A good life vs. anxiety, depression and low self-esteem

 
The principle for a good (and fulfilled / happy) life is to be able to accept whatever comes and thereby, sometimes, to suffer. This includes accepting our limitations, our ageing process, our failures and struggles, and the bad things that happen to us.

The alternative is to want things to be a certain way and to complain and blame others or ourselves when they are not. This does not mean, of course, that we cannot do things to try to make life as good as possible.

Anxiety, depression and low self-esteem
However, when we don’t accept who we are and what is going on, then we feel bad and inadequate that we haven’t been able to make things as we’d like. We can then come to feel perennially anxious, dissatisfied and inadequate - a life of misery, depression and low self-esteem can lie this way. 

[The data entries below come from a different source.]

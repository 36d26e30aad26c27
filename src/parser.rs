/*!
Recursive-descent parser for Lox.

Grammar (EBNF, condensed)
-------------------------

```text
program        → declaration* EOF ;
declaration    → classDecl | funDecl | varDecl | statement ;
classDecl      → "class" IDENT ( "<" IDENT )? "{" function* "}" ;
funDecl        → "fun" function ;
function       → IDENT "(" parameters? ")" block ;
varDecl        → "var" IDENT ( "=" expression )? ";" ;
statement      → exprStmt | printStmt | block | ifStmt
               | whileStmt | forStmt | returnStmt ;
exprStmt       → expression ";" ;
printStmt      → "print" expression ";" ;
block          → "{" declaration* "}" ;
ifStmt         → "if" "(" expression ")" statement ( "else" statement )? ;
whileStmt      → "while" "(" expression ")" statement ;
forStmt        → "for" "(" ( varDecl | exprStmt | ";" )
                 expression? ";" expression? ")" statement ;
returnStmt     → "return" expression? ";" ;
parameters     → IDENT ( "," IDENT )* ;
expression     → assignment ;
assignment     → ( call "." )? IDENT "=" assignment | logic_or ;
logic_or       → logic_and ( "or" logic_and )* ;
logic_and      → equality  ( "and" equality )* ;
equality       → comparison ( ( "!=" | "==" ) comparison )* ;
comparison     → term ( ( ">" | ">=" | "<" | "<=" ) term )* ;
term           → factor ( ( "-" | "+" ) factor )* ;
factor         → unary ( ( "/" | "*" ) unary )* ;
unary          → ( "!" | "-" ) unary | call ;
call           → primary ( "(" arguments? ")" | "." IDENT )* ;
arguments      → expression ( "," expression )* ;
primary        → NUMBER | STRING | "true" | "false" | "nil" | "this"
               | "super" "." IDENT | IDENT | "(" expression ")" ;
```

One method per precedence level, each Θ(1) per consumed token, so the
whole parse is Θ(n) over the token stream.

`for` has no AST node: it is desugared here into a block holding the
initialiser and a `while` whose body runs the original body then the
increment.  The resolver and interpreter therefore never carry a
for-loop case.

Error recovery
--------------

A parse error inside a declaration is recorded, the broken statement is
dropped, and [`Parser::synchronize`] discards tokens up to the next
likely statement boundary (after a `;`, or before a statement-head
keyword).  This bounds the cascade to one diagnostic per broken
statement.  A few errors are non-fatal even locally (invalid assignment
target, the 255-argument cap): they are recorded and parsing carries on
with the expression already built.
*/

use log::{debug, info};

use crate::error::LoxError;
use crate::expr::{Expr, ExprId, LiteralValue};
use crate::stmt::{FunctionDecl, Stmt};
use crate::token::{Token, TokenType};

use std::rc::Rc;

type ParseResult<T> = Result<T, LoxError>;

/// Top-level parser over an immutable slice of tokens.
pub struct Parser<'t> {
    tokens: &'t [Token],
    current: usize,
    next_id: usize,
    errors: Vec<LoxError>,
}
//! Pipeline front door.
//!
//! [`Lox`] wires scanner → parser → resolver → interpreter for one
//! source string at a time, reporting every diagnostic into a
//! caller-owned [`Diagnostics`] sink.  It holds no process-wide state:
//! the interpreter (globals, distance table) and the ExprId counter live
//! on the struct, so one `Lox` can run many programs in a process — a
//! REPL session, or a test harness — and successive runs share globals
//! the way successive REPL lines should.

use std::io::Write;

use log::{debug, info};

use crate::callable::NativeFunction;
use crate::error::Diagnostics;
use crate::interpreter::Interpreter;
use crate::parser::Parser;
use crate::resolver::Resolver;
use crate::scanner::Scanner;
use crate::token::Token;

pub struct Lox {
    interpreter: Interpreter,
    next_id: usize,
}

impl Lox {
    /// Engine printing to stdout.
    pub fn new() -> Self {
        Self {
            interpreter: Interpreter::new(),
            next_id: 0,
        }
    }

    /// Engine printing to a caller-supplied sink.
    pub fn with_output(output: Box<dyn Write>) -> Self {
        Self {
            interpreter: Interpreter::with_output(output),
            next_id: 0,
        }
    }

    /// Register a host function before (or between) runs.
    pub fn define_native(&mut self, native: NativeFunction) {
        self.interpreter.define_native(native);
    }

    /// Run one source string through the whole pipeline.
    ///
    /// Scanning, parsing, and resolution each report every error they
    /// find; if any of them reported, execution does not start.  A
    /// runtime error stops execution and is reported with its own flag.
    pub fn run(&mut self, source: &[u8], diagnostics: &mut Diagnostics) {
        info!("Running {} byte(s) of source", source.len());

        let mut tokens: Vec<Token> = Vec::new();

        for item in Scanner::new(source) {
            match item {
                Ok(token) => tokens.push(token),
                Err(err) => diagnostics.report(err),
            }
        }

        let mut parser = Parser::new(&tokens, self.next_id);
        let statements = parser.parse();

        self.next_id = parser.next_id();

        for err in parser.take_errors() {
            diagnostics.report(err);
        }

        let mut resolver = Resolver::new();
        resolver.resolve(&statements);

        for err in resolver.take_errors() {
            diagnostics.report(err);
        }

        if diagnostics.had_error() {
            debug!("static errors reported; skipping execution");

            return;
        }

        self.interpreter.adopt_resolutions(resolver.into_resolutions());

        if let Err(err) = self.interpreter.interpret(&statements) {
            diagnostics.report(err);
        }
    }
}

impl Default for Lox {
    fn default() -> Self {
        Self::new()
    }
}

This applies particularly to wanting other people to be a certain way (other than who and how they are being) or to want them to make us feel a certain way. This is to (try to) control them, and puts pressure on them and on the relationship with them which is very likely to be unhelpful. Again this is not to say that raising genuine issues for discussion is not helpful, as long as we are not looking for a life without stress and that we don't persistently blame others when that doesn't materialise.

For the person who accepts, being free from the emphasis on what is in other people’s minds - their opinions, wishes and judgements - allows us to be free to be ourselves, rather than tied to others’ approval.

Early trauma
This also applies to old / early traumatic experiences. It can take a good deal of work to accept and come to terms with what happened to us earlier in our lives, and to come to learn to manage and regulate the distress associated with those experiences. However, if we can’t accept ourselves and what happened on some deep level, this is a worse loss as we are turning away from ourselves and reality (see my pages on Early relational trauma on this website or my book Into the Darkest Places for more discussion of this).

The Tao Te Ching
Whilst I have found this again and again clinically, particularly when working with people’s anxiety, depression, low self-esteem and misery, I have also come to recognise that this is ancient wisdom that lies at the heart of Taoist principles as described in the Tao Te Ching, which was written over two thousand years ago. I particularly recommend John Minford's translation and commentary of this work.